Est-ce mon père ? À cette époque, il lance un journal. Le jour, j’apprends à lire en parcourant les unes de la presse qui traînent dans la cuisine, à la maison et ailleurs. J’ai l’impression qu’il y a des journaux partout durant cette période, des crieurs dans la rue, des gros titres dans les kiosques, des quotidiens posés sur les tables des cafés, sur les bancs publics. Les nouvelles du monde me parviennent, incompréhensibles. Je perçois seulement la violence de ces mots en capitales.
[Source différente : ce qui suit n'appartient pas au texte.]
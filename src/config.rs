//! Layered configuration: defaults, then a TOML file, then `PIPELINE__*`
//! environment variables.

use std::path::Path;

use anyhow::{Context, Result};
use serde::{Deserialize, Serialize};
use store::StoreConfig;
use telemetry::TracingConfig;
use worker::PipelineSettings;

/// Default configuration file, read when present.
pub const DEFAULT_CONFIG_FILE: &str = "config/default";

/// Application configuration.
#[derive(Debug, Clone, Default, Serialize, Deserialize)]
pub struct Config {
    #[serde(default)]
    pub log: TracingConfig,

    #[serde(default)]
    pub store: StoreConfig,

    #[serde(default)]
    pub pipeline: PipelineSettings,
}

/// Load configuration from `path` (required) or the default file (optional),
/// overridden by the environment, e.g. `PIPELINE__STORE__URL` or
/// `PIPELINE__PIPELINE__STEPS=steps.Calibrate,steps.Stack`.
pub fn load_config(path: Option<&Path>) -> Result<Config> {
    let file = match path {
        Some(path) => config::File::from(path).required(true),
        None => config::File::with_name(DEFAULT_CONFIG_FILE)
            .required(false)
            .format(config::FileFormat::Toml),
    };

    let config = config::Config::builder()
        .add_source(config::Config::try_from(&Config::default())?)
        .add_source(file)
        .add_source(
            config::Environment::default()
                .prefix("PIPELINE")
                .separator("__")
                .list_separator(",")
                .with_list_parse_key("pipeline.steps")
                .with_list_parse_key("pipeline.alerts")
                .try_parsing(true),
        )
        .build()
        .context("Failed to build configuration")?;

    config
        .try_deserialize()
        .context("Failed to deserialize configuration")
}
//! Registration and settings-driven lookup of processors.
//!
//! Every loader, step, alert and pipeline setup hook is registered under a
//! path (e.g. `"pipeline.steps.Calibrate"`). Settings refer to those paths;
//! resolving an unknown path fails with an import error and a path of the
//! wrong kind with an improper-configuration error, both before any runner
//! is created.

use std::collections::{BTreeMap, BTreeSet};
use std::fmt;
use std::sync::Arc;

use engine_core::{Entity, Error, Result};
use store::ModelRegistry;
use tracing::debug;

use crate::alert::{Alert, AlertLauncher};
use crate::loader::{Loader, LoaderLauncher};
use crate::pipeline::{DefaultSetup, PipelineSetup};
use crate::processor::{resolve_procno, Processor, ProcessorKind};
use crate::runner::Launch;
use crate::settings::PipelineSettings;
use crate::step::{Step, StepLauncher};

/// A registered processor type.
#[derive(Clone)]
pub struct ProcessorDescriptor {
    path: String,
    name: &'static str,
    kind: ProcessorKind,
    procno: fn(bool) -> usize,
    groups: &'static [&'static str],
    class_setup: fn() -> Result<()>,
    launcher: Arc<dyn Launch>,
}

impl ProcessorDescriptor {
    pub fn new<P: Processor>(path: impl Into<String>, launcher: Arc<dyn Launch>) -> Self {
        Self {
            path: path.into(),
            name: P::name(),
            kind: launcher.kind(),
            procno: resolve_procno::<P>,
            groups: P::GROUPS,
            class_setup: P::class_setup,
            launcher,
        }
    }

    /// Path the processor is registered under.
    pub fn path(&self) -> &str {
        &self.path
    }

    pub fn name(&self) -> &'static str {
        self.name
    }

    pub fn kind(&self) -> ProcessorKind {
        self.kind
    }

    pub fn groups(&self) -> &'static [&'static str] {
        self.groups
    }

    /// Shares at least one group with `groups`.
    pub fn in_groups(&self, groups: &[String]) -> bool {
        self.groups.iter().any(|g| groups.iter().any(|w| w == g))
    }

    /// Runners to start for one execution.
    pub fn procno(&self, debug_process: bool) -> usize {
        (self.procno)(debug_process)
    }

    pub fn class_setup(&self) -> Result<()> {
        (self.class_setup)()
    }

    pub(crate) fn launcher(&self) -> &Arc<dyn Launch> {
        &self.launcher
    }
}

impl fmt::Debug for ProcessorDescriptor {
    fn fmt(&self, f: &mut fmt::Formatter<'_>) -> fmt::Result {
        f.debug_struct("ProcessorDescriptor")
            .field("path", &self.path)
            .field("name", &self.name)
            .field("kind", &self.kind)
            .field("procno", &self.procno(true))
            .field("production_procno", &self.procno(false))
            .field("groups", &self.groups)
            .finish()
    }
}

type SetupFactory = Arc<dyn Fn() -> Box<dyn PipelineSetup> + Send + Sync>;

/// Models, processors and setup hooks available to a pipeline.
#[derive(Clone, Default)]
pub struct Catalog {
    models: ModelRegistry,
    processors: BTreeMap<String, ProcessorDescriptor>,
    setups: BTreeMap<String, SetupFactory>,
}

impl Catalog {
    pub fn new() -> Self {
        Self::default()
    }

    pub fn register_model<T: Entity>(&mut self) -> Result<&mut Self> {
        self.models.register_entity::<T>()?;
        Ok(self)
    }

    /// `factory` builds one loader per process index.
    pub fn register_loader<P, F>(&mut self, path: &str, factory: F) -> Result<&mut Self>
    where
        P: Loader,
        F: Fn(usize) -> P + Send + Sync + 'static,
    {
        let launcher = Arc::new(LoaderLauncher::new(factory));
        self.insert(ProcessorDescriptor::new::<P>(path, launcher))
    }

    pub fn register_step<P, F>(&mut self, path: &str, factory: F) -> Result<&mut Self>
    where
        P: Step,
        F: Fn(usize) -> P + Send + Sync + 'static,
    {
        let launcher = Arc::new(StepLauncher::new(factory));
        self.insert(ProcessorDescriptor::new::<P>(path, launcher))
    }

    pub fn register_alert<P, F>(&mut self, path: &str, factory: F) -> Result<&mut Self>
    where
        P: Alert,
        F: Fn(usize) -> P + Send + Sync + 'static,
    {
        let launcher = Arc::new(AlertLauncher::new(path, factory));
        self.insert(ProcessorDescriptor::new::<P>(path, launcher))
    }

    pub fn register_setup<S, F>(&mut self, path: &str, factory: F) -> Result<&mut Self>
    where
        S: PipelineSetup + 'static,
        F: Fn() -> S + Send + Sync + 'static,
    {
        if self.setups.contains_key(path) {
            return Err(Error::improperly_configured(format!(
                "Pipeline setup '{}' is already registered",
                path
            )));
        }
        let factory: SetupFactory = Arc::new(move || Box::new(factory()) as Box<dyn PipelineSetup>);
        self.setups.insert(path.to_string(), factory);
        Ok(self)
    }

    fn insert(&mut self, descriptor: ProcessorDescriptor) -> Result<&mut Self> {
        if self.processors.contains_key(descriptor.path()) {
            return Err(Error::improperly_configured(format!(
                "'{}' is already registered",
                descriptor.path()
            )));
        }
        self.processors
            .insert(descriptor.path().to_string(), descriptor);
        Ok(self)
    }

    pub fn models(&self) -> &ModelRegistry {
        &self.models
    }

    /// Resolves a registered path.
    pub fn get(&self, path: &str) -> Result<&ProcessorDescriptor> {
        self.processors
            .get(path)
            .ok_or_else(|| Error::import(format!("No processor registered as '{}'", path)))
    }

    fn resolve(&self, setting: &str, path: &str, kind: ProcessorKind) -> Result<ProcessorDescriptor> {
        let descriptor = self.get(path)?;
        if descriptor.kind() != kind {
            return Err(Error::improperly_configured(format!(
                "{} '{}' must be a {}, found a {}",
                setting,
                path,
                kind,
                descriptor.kind()
            )));
        }
        Ok(descriptor.clone())
    }

    /// The configured loader.
    pub fn load_loader(&self, settings: &PipelineSettings) -> Result<ProcessorDescriptor> {
        debug!("Loading loader");
        let path = settings
            .loader
            .as_deref()
            .ok_or_else(|| Error::improperly_configured("LOADER is not configured"))?;
        self.resolve("LOADER", path, ProcessorKind::Loader)
    }

    /// Configured steps in any of `groups` (all when `None`), sorted by name.
    pub fn load_steps(
        &self,
        settings: &PipelineSettings,
        groups: Option<&[String]>,
    ) -> Result<Vec<ProcessorDescriptor>> {
        debug!("Loading steps");
        self.load_many("STEP", &settings.steps, ProcessorKind::Step, groups)
    }

    /// Configured alerts in any of `groups` (all when `None`), sorted by name.
    pub fn load_alerts(
        &self,
        settings: &PipelineSettings,
        groups: Option<&[String]>,
    ) -> Result<Vec<ProcessorDescriptor>> {
        debug!("Loading alerts");
        self.load_many("ALERT", &settings.alerts, ProcessorKind::Alert, groups)
    }

    fn load_many(
        &self,
        setting: &str,
        paths: &[String],
        kind: ProcessorKind,
        groups: Option<&[String]>,
    ) -> Result<Vec<ProcessorDescriptor>> {
        let mut loaded = Vec::with_capacity(paths.len());
        for path in paths {
            let descriptor = self.resolve(setting, path, kind)?;
            if groups.map_or(true, |g| descriptor.in_groups(g)) {
                loaded.push(descriptor);
            }
        }
        loaded.sort_by(|a, b| a.name().cmp(b.name()));
        Ok(loaded)
    }

    /// Sorted union of the configured steps' groups.
    pub fn steps_groups(&self, settings: &PipelineSettings) -> Result<Vec<String>> {
        Ok(union_groups(&self.load_steps(settings, None)?))
    }

    /// Sorted union of the configured alerts' groups.
    pub fn alerts_groups(&self, settings: &PipelineSettings) -> Result<Vec<String>> {
        Ok(union_groups(&self.load_alerts(settings, None)?))
    }

    /// The configured setup hook, or a no-op one.
    pub fn load_pipeline_setup(&self, settings: &PipelineSettings) -> Result<Box<dyn PipelineSetup>> {
        match settings.pipeline_setup.as_deref() {
            None => Ok(Box::new(DefaultSetup)),
            Some(path) => {
                let factory = self.setups.get(path).ok_or_else(|| {
                    Error::import(format!("No pipeline setup registered as '{}'", path))
                })?;
                Ok(factory())
            }
        }
    }
}

fn union_groups(descriptors: &[ProcessorDescriptor]) -> Vec<String> {
    descriptors
        .iter()
        .flat_map(|d| d.groups().iter().map(|g| g.to_string()))
        .collect::<BTreeSet<_>>()
        .into_iter()
        .collect()
}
Dans le salon, ils parlent à voix basse. Peut-être partagent-ils des secrets qui ne doivent pas s’ébruiter ? Je tends l’oreille. Soudain, un éclat, quelqu’un s’emporte. La flamme de la bougie vacille. Je prie pour qu’elle ne s’éteigne pas.
Aujourd’hui, ces souvenirs sont nimbés d’un halo mythique. Aucune photo ne témoigne de cette scène, personne ne me l’a racontée, elle a donc été vécue, ou bien est-elle issue de mon imagination ? J’ai le sentiment que cela revient au même : elle fait partie de moi. Même si je l’ai imaginée, elle me constitue. « On va faire le point. » Cette phrase, je ne la comprends pas mais elle m’impressionne. Qu’avaient-ils à se dire pour se réunir ainsi en pleine nuit ? Qui pourrait en témoigner, près de cinquante ans plus tard ? Est-ce qu’ils évoquaient leurs proches disparus, morts, parfois assassinés ? Est-ce qu’ils continuaient de parler d’eux pour ne pas les oublier ? Ou bien, est-ce qu’ils parlaient comme je les écoutais, simplement pour rester du côté des vivants ?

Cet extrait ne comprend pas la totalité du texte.